Your response should be a copy of each line in the listing below that includes the word "before".

-------- Supplied information

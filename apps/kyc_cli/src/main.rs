use std::{path::PathBuf, sync::Arc};

use anyhow::{Context, Result};
use clap::Parser;
use client_core::{
    load_settings, HttpTransport, KycSession, PendingFile, SessionConfig, SessionError,
};
use shared::domain::{ActionKind, Role, StageStatus, UserId, VerificationOutcome};
use tokio::io::{AsyncBufReadExt, BufReader};
use tracing::info;
use tracing_subscriber::EnvFilter;

#[derive(Parser, Debug)]
struct Args {
    /// Overrides the configured API base url.
    #[arg(long)]
    api_url: Option<String>,
    #[arg(long)]
    user_id: String,
}

#[derive(Debug, PartialEq, Eq)]
enum Command {
    Say(String),
    Upload {
        path: PathBuf,
        document_type: Option<String>,
    },
    Approve,
    Confirm,
    Status,
    Reset,
    Help,
    Quit,
}

impl Command {
    fn parse(line: &str) -> Command {
        let line = line.trim();
        let Some(rest) = line.strip_prefix('/') else {
            return Command::Say(line.to_string());
        };
        let mut words = rest.split_whitespace();
        match words.next().unwrap_or_default() {
            "upload" => match words.next() {
                Some(path) => Command::Upload {
                    path: PathBuf::from(path),
                    document_type: words.next().map(str::to_string),
                },
                None => Command::Help,
            },
            "approve" => Command::Approve,
            "confirm" => Command::Confirm,
            "status" => Command::Status,
            "reset" => Command::Reset,
            "quit" | "exit" => Command::Quit,
            _ => Command::Help,
        }
    }
}

fn print_help() {
    println!("commands: /upload <path> [type], /approve, /confirm, /status, /reset, /quit");
    println!("anything else is sent to the assistant");
}

fn outcome_label(outcome: VerificationOutcome) -> &'static str {
    match outcome {
        VerificationOutcome::Approved => "approved",
        VerificationOutcome::Rejected => "rejected",
        VerificationOutcome::ManualReview => "under manual review",
        VerificationOutcome::InProgress => "in progress",
    }
}

async fn print_new_messages(session: &KycSession, already_printed: usize) -> usize {
    let state = session.state().await;
    for message in state.messages.iter().skip(already_printed) {
        let who = match message.role {
            Role::User => "you",
            Role::Assistant => "assistant",
            Role::System => "system",
        };
        if !message.content.is_empty() {
            println!("{who}> {}", message.content);
        }
        if let Some(action) = &message.action {
            println!(
                "  [{:?}] {}: {}",
                action.action_type(),
                action.title,
                action.display_description()
            );
            if let ActionKind::VerificationProgress { data } = &action.kind {
                let outcome = outcome_label(data.outcome());
                match &data.failure_reason {
                    Some(reason) => println!("  verification {outcome}: {reason}"),
                    None => println!("  verification {outcome}"),
                }
            }
        }
    }
    state.messages.len()
}

async fn print_stages(session: &KycSession) {
    for stage in session.stages().await {
        let marker = match stage.status {
            StageStatus::Pending => " ",
            StageStatus::InProgress => ">",
            StageStatus::Completed => "x",
            StageStatus::Failed => "!",
        };
        match &stage.message {
            Some(message) => println!("[{marker}] {} ({message})", stage.label()),
            None => println!("[{marker}] {}", stage.label()),
        }
    }
    if let Some(verdict) = session.state().await.verdict {
        println!("verdict: {verdict:?}");
    }
}

async fn pending_file(path: PathBuf, document_type: Option<String>) -> Result<PendingFile> {
    let bytes = tokio::fs::read(&path)
        .await
        .with_context(|| format!("failed to read {}", path.display()))?;
    let filename = path
        .file_name()
        .and_then(|name| name.to_str())
        .unwrap_or("document.bin")
        .to_string();
    let mut file = PendingFile::new(filename, bytes);
    if let Some(mime_type) = mime_guess::from_path(&path).first_raw() {
        file = file.with_mime_type(mime_type);
    }
    if let Some(document_type) = document_type {
        file = file.with_document_type(document_type);
    }
    Ok(file)
}

#[tokio::main]
async fn main() -> Result<()> {
    tracing_subscriber::fmt()
        .with_env_filter(EnvFilter::from_default_env())
        .init();
    let args = Args::parse();

    let mut settings = load_settings();
    if let Some(api_url) = args.api_url {
        settings.api_base_url = api_url;
    }
    settings.api_base()?;
    info!(api_base_url = %settings.api_base_url, "kyc_cli: starting");

    let transport = Arc::new(HttpTransport::from_settings(&settings)?);
    let session = KycSession::new(transport, SessionConfig::from(&settings));
    let user_id = UserId::from(args.user_id);
    let session_id = session.init_session(user_id.clone()).await;
    println!("session {session_id}");

    session.start_verification().await?;
    let mut printed = print_new_messages(&session, 0).await;
    print_help();

    let mut lines = BufReader::new(tokio::io::stdin()).lines();
    while let Some(line) = lines.next_line().await? {
        let outcome = match Command::parse(&line) {
            Command::Say(text) if text.is_empty() => Ok(()),
            Command::Say(text) => session.send_message(&text, Vec::new(), Vec::new()).await,
            Command::Upload {
                path,
                document_type,
            } => {
                match pending_file(path, document_type).await {
                    Ok(file) => {
                        println!("queued {} (send with /approve)", file.filename);
                        session.add_pending_file(file).await;
                    }
                    Err(err) => eprintln!("{err:#}"),
                }
                Ok(())
            }
            Command::Approve => session.approve_action().await,
            Command::Confirm => session.confirm_action().await,
            Command::Status => {
                match session.refresh_status().await {
                    Ok(false) => println!("no snapshot available"),
                    Ok(true) | Err(SessionError::NoApplication) => {}
                    Err(err) => eprintln!("{err}"),
                }
                print_stages(&session).await;
                Ok(())
            }
            Command::Reset => {
                session.reset().await;
                printed = 0;
                let session_id = session.init_session(user_id.clone()).await;
                println!("session {session_id}");
                session.start_verification().await
            }
            Command::Help => {
                print_help();
                Ok(())
            }
            Command::Quit => break,
        };
        if let Err(err) = outcome {
            eprintln!("{err}");
        }
        printed = print_new_messages(&session, printed).await;
    }

    session.reset().await;
    Ok(())
}
impl SessionState {
    pub fn stages(&self) -> Vec<StageView> {
        merge_with_floor(
            &self.stage_reports,
            self.current_stage.as_deref(),
            &self.overall_status,
            self.highest_stage,
        )
    }

    fn finalize_stream(&mut self) {
        let text = std::mem::take(&mut self.streaming_text);
        if text.trim().is_empty() {
            return;
        }

        let parsed = parse_ui_action(&text);
        if let Some(action) = &parsed.action {
            if let Some(data) = action.extracted_data() {
                self.extracted_data = Some(data.clone());
            }
            self.pending_action = Some(PendingAction::new(action.clone()));
        }
        self.messages
            .push(Message::new(Role::Assistant, parsed.text, parsed.action));
    }

    fn end_stream(&mut self) {
        self.finalize_stream();
        self.is_streaming = false;
    }

    fn apply_snapshot(&mut self, snapshot: ProgressSnapshot) {
        if snapshot.is_partial() {
            self.current_stage = snapshot.current_stage;
        } else {
            if let Some(application_id) = snapshot.application_id() {
                self.application_id = Some(application_id);
            }
            self.overall_status = snapshot.status;
            self.current_stage = snapshot.current_stage;
            self.stage_reports = snapshot.stages;

            if let Some(verdict) = Verdict::from_status(&self.overall_status) {
                if self.verdict != Some(verdict) {
                    info!(?verdict, status = %self.overall_status, "session: verdict reached");
                }
                self.verdict = Some(verdict);
            }
        }

        let reached = highest_stage_reached(&self.stage_reports, self.current_stage.as_deref());
        self.highest_stage = self.highest_stage.max(reached);
    }
}

/// Errors that usually mean the stream was cut short rather than refused.
fn is_quiet_error(message: &str) -> bool {
    let message = message.to_ascii_lowercase();
    ["network", "aborted", "incomplete"]
        .iter()
        .any(|needle| message.contains(needle))
}

#[derive(Debug, Default)]
pub struct SessionIdRegistry {
    ids: Mutex<HashMap<UserId, SessionId>>,
}

impl SessionIdRegistry {
    pub async fn session_id_for(&self, user_id: &UserId, reuse: bool) -> SessionId {
        let mut ids = self.ids.lock().await;
        if reuse {
            if let Some(existing) = ids.get(user_id) {
                return existing.clone();
            }
        }
        let fresh = SessionId::generate();
        ids.insert(user_id.clone(), fresh.clone());
        fresh
    }

    pub async fn forget(&self, user_id: &UserId) {
        self.ids.lock().await.remove(user_id);
    }
}

struct SessionStatusListener {
    state: Arc<Mutex<SessionState>>,
    generation: Arc<AtomicU64>,
    issued: u64,
}

impl SessionStatusListener {
    /// Only meaningful while the state lock is held.
    fn is_current(&self) -> bool {
        self.generation.load(Ordering::SeqCst) == self.issued
    }
}

#[async_trait]
impl StatusListener for SessionStatusListener {
    async fn on_status(&self, snapshot: ProgressSnapshot) {
        let mut state = self.state.lock().await;
        if !self.is_current() {
            debug!(generation = self.issued, "session: dropping status from replaced subscription");
            return;
        }
        state.apply_snapshot(snapshot);
    }

    async fn on_error(&self, message: String) {
        let mut state = self.state.lock().await;
        if !self.is_current() {
            debug!(error = %message, "session: dropping error from replaced subscription");
            return;
        }
        warn!(error = %message, "session: status subscription failed");
        state.status_error = Some(message);
    }

    async fn on_complete(&self) {
        info!("session: status stream complete");
    }
}

pub struct KycSession {
    transport: Arc<dyn KycTransport>,
    chat: ChatStreamClient,
    subscriber: StatusSubscriber,
    config: SessionConfig,
    session_ids: Arc<SessionIdRegistry>,
    state: Arc<Mutex<SessionState>>,
    subscription: Mutex<Option<Subscription>>,
    /// Bumped under the state lock whenever the live subscription changes.
    status_generation: Arc<AtomicU64>,
}

impl KycSession {
    pub fn new(transport: Arc<dyn KycTransport>, config: SessionConfig) -> Self {
        Self::with_registry(transport, config, Arc::new(SessionIdRegistry::default()))
    }

    pub fn with_registry(
        transport: Arc<dyn KycTransport>,
        config: SessionConfig,
        session_ids: Arc<SessionIdRegistry>,
    ) -> Self {
        Self {
            chat: ChatStreamClient::new(Arc::clone(&transport)),
            subscriber: StatusSubscriber::new(Arc::clone(&transport)),
            transport,
            config,
            session_ids,
            state: Arc::new(Mutex::new(SessionState::default())),
            subscription: Mutex::new(None),
            status_generation: Arc::new(AtomicU64::new(0)),
        }
    }

    pub async fn state(&self) -> SessionState {
        self.state.lock().await.clone()
    }

    pub async fn display_text(&self) -> String {
        strip_ui_action(&self.state.lock().await.streaming_text)
    }

    pub async fn stages(&self) -> Vec<StageView> {
        self.state.lock().await.stages()
    }

    pub async fn init_session(&self, user_id: UserId) -> SessionId {
        let session_id = self
            .session_ids
            .session_id_for(&user_id, self.config.reuse_session_ids)
            .await;
        info!(session_id = %session_id, user_id = %user_id, "session: initialized");

        let mut state = self.state.lock().await;
        let pending_files = std::mem::take(&mut state.pending_files);
        *state = SessionState {
            session_id: Some(session_id.clone()),
            user_id: Some(user_id),
            pending_files,
            ..SessionState::default()
        };
        session_id
    }

    pub async fn start_verification(&self) -> Result<(), SessionError> {
        if self.state.lock().await.user_id.is_none() {
            return Err(SessionError::NotInitialized);
        }
        self.exchange(
            &self.config.opening_display_message,
            self.config.opening_message.clone(),
            Vec::new(),
            Vec::new(),
        )
        .await
    }

    /// Empty text still goes out but adds no user message.
    pub async fn send_message(
        &self,
        text: &str,
        files: Vec<PendingFile>,
        file_types: Vec<String>,
    ) -> Result<(), SessionError> {
        self.exchange(text, text.to_string(), files, file_types).await
    }

    pub async fn finalize_stream(&self) {
        self.state.lock().await.finalize_stream();
    }

    pub async fn approve_action(&self) -> Result<(), SessionError> {
        let files = {
            let mut state = self.state.lock().await;
            if state.session_id.is_none() {
                return Err(SessionError::NotInitialized);
            }
            if state.pending_files.is_empty() {
                return Err(SessionError::NoPendingFiles);
            }
            state.pending_action = None;
            std::mem::take(&mut state.pending_files)
        };
        let document_types = files
            .iter()
            .map(|file| file.document_type.clone())
            .collect::<Option<Vec<_>>>()
            .unwrap_or_default();

        self.exchange(
            &self.config.upload_message,
            self.config.upload_message.clone(),
            files,
            document_types,
        )
        .await
    }

    pub async fn confirm_action(&self) -> Result<(), SessionError> {
        {
            let mut state = self.state.lock().await;
            if state.session_id.is_none() {
                return Err(SessionError::NotInitialized);
            }
            state.pending_action = None;
        }
        self.exchange(
            &self.config.confirm_message,
            self.config.confirm_message.clone(),
            Vec::new(),
            Vec::new(),
        )
        .await
    }

    pub async fn add_pending_file(&self, file: PendingFile) {
        self.state.lock().await.pending_files.push(file);
    }

    pub async fn remove_pending_file(&self, filename: &str) -> bool {
        let mut state = self.state.lock().await;
        let before = state.pending_files.len();
        state.pending_files.retain(|file| file.filename != filename);
        state.pending_files.len() != before
    }

    pub async fn clear_pending_files(&self) {
        self.state.lock().await.pending_files.clear();
    }

    /// Replaces any live subscription with one for `application_id`.
    pub async fn subscribe_to_status(&self, application_id: ApplicationId) {
        let mut slot = self.subscription.lock().await;
        self.replace_subscription(&mut slot, application_id).await;
    }

    pub async fn unsubscribe(&self) {
        if let Some(subscription) = self.subscription.lock().await.take() {
            subscription.cancel();
        }
        let _state = self.state.lock().await;
        self.status_generation.fetch_add(1, Ordering::SeqCst);
    }

    /// Cancels the subscription, clears all state and forgets the session id.
    pub async fn reset(&self) {
        self.unsubscribe().await;
        let mut state = self.state.lock().await;
        if let Some(user_id) = state.user_id.take() {
            self.session_ids.forget(&user_id).await;
        }
        *state = SessionState::default();
        info!("session: reset");
    }

    pub async fn refresh_status(&self) -> Result<bool, SessionError> {
        let application_id = self
            .state
            .lock()
            .await
            .application_id
            .clone()
            .ok_or(SessionError::NoApplication)?;

        match self.transport.fetch_status(&application_id).await {
            Some(snapshot) => {
                self.state.lock().await.apply_snapshot(snapshot);
                Ok(true)
            }
            None => Ok(false),
        }
    }

    pub async fn drive<S>(&self, mut events: S)
    where
        S: Stream<Item = ChatEvent> + Unpin,
    {
        while let Some(event) = events.next().await {
            self.apply_event(event).await;
        }
    }

    pub async fn apply_event(&self, event: ChatEvent) {
        let mut subscribe_to = None;
        {
            let mut state = self.state.lock().await;
            match event {
                ChatEvent::SessionStarted(session_id) => state.session_id = Some(session_id),
                ChatEvent::TextDelta(text) => state.streaming_text.push_str(&text),
                ChatEvent::ToolCallStarted { tool_name, tool_id } => {
                    info!(tool_name = %tool_name, tool_id = %tool_id, "session: tool called");
                }
                ChatEvent::ToolResult { tool_id, success } => {
                    info!(tool_id = %tool_id, success, "session: tool finished");
                    if state
                        .pending_action
                        .as_ref()
                        .is_some_and(|pending| pending.id == tool_id)
                    {
                        state.pending_action = None;
                    }
                }
                ChatEvent::DocumentUploaded {
                    filename,
                    success,
                    error,
                    ..
                } => {
                    if !success {
                        let reason = error.unwrap_or_else(|| "Unknown error".to_string());
                        state.messages.push(Message::system(format!(
                            "Failed to upload \"{filename}\": {reason}"
                        )));
                    }
                }
                ChatEvent::Progress(snapshot) => {
                    subscribe_to = snapshot.application_id();
                    state.apply_snapshot(snapshot);
                }
                ChatEvent::Stop(reason) => {
                    info!(reason = %reason, "session: agent stopped");
                    state.end_stream();
                }
                ChatEvent::Warning(message) => {
                    warn!(warning = %message, "session: backend warning");
                }
                ChatEvent::ServerError(message) | ChatEvent::Failed(message) => {
                    warn!(error = %message, "session: exchange error");
                    if !is_quiet_error(&message) {
                        state
                            .messages
                            .push(Message::system(format!("Error: {message}")));
                    }
                    state.end_stream();
                }
                ChatEvent::Complete => state.end_stream(),
            }
        }

        if let Some(application_id) = subscribe_to {
            let mut slot = self.subscription.lock().await;
            if slot.is_none() {
                self.replace_subscription(&mut slot, application_id).await;
            }
        }
    }

    async fn exchange(
        &self,
        shown: &str,
        message: String,
        files: Vec<PendingFile>,
        document_types: Vec<String>,
    ) -> Result<(), SessionError> {
        let request = {
            let mut state = self.state.lock().await;
            let session_id = state
                .session_id
                .clone()
                .ok_or(SessionError::NotInitialized)?;
            state.is_streaming = true;
            state.streaming_text.clear();
            if !shown.is_empty() {
                state.messages.push(Message::user(shown));
            }
            ChatRequest {
                message,
                session_id,
                user_id: state.user_id.clone(),
                documents: files.into_iter().map(PendingFile::into_upload).collect(),
                document_types,
            }
        };

        let events = self.chat.send(request);
        self.drive(events).await;
        Ok(())
    }

    async fn replace_subscription(
        &self,
        slot: &mut Option<Subscription>,
        application_id: ApplicationId,
    ) {
        if let Some(previous) = slot.take() {
            previous.cancel();
        }
        let issued = {
            let mut state = self.state.lock().await;
            state.application_id = Some(application_id.clone());
            self.status_generation.fetch_add(1, Ordering::SeqCst) + 1
        };
        let listener = Arc::new(SessionStatusListener {
            state: Arc::clone(&self.state),
            generation: Arc::clone(&self.status_generation),
            issued,
        });
        *slot = Some(self.subscriber.subscribe(application_id, listener));
    }
}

----------------

◆ **Solution**:
        let before = state.pending_files.len();
        state.pending_files.len() != before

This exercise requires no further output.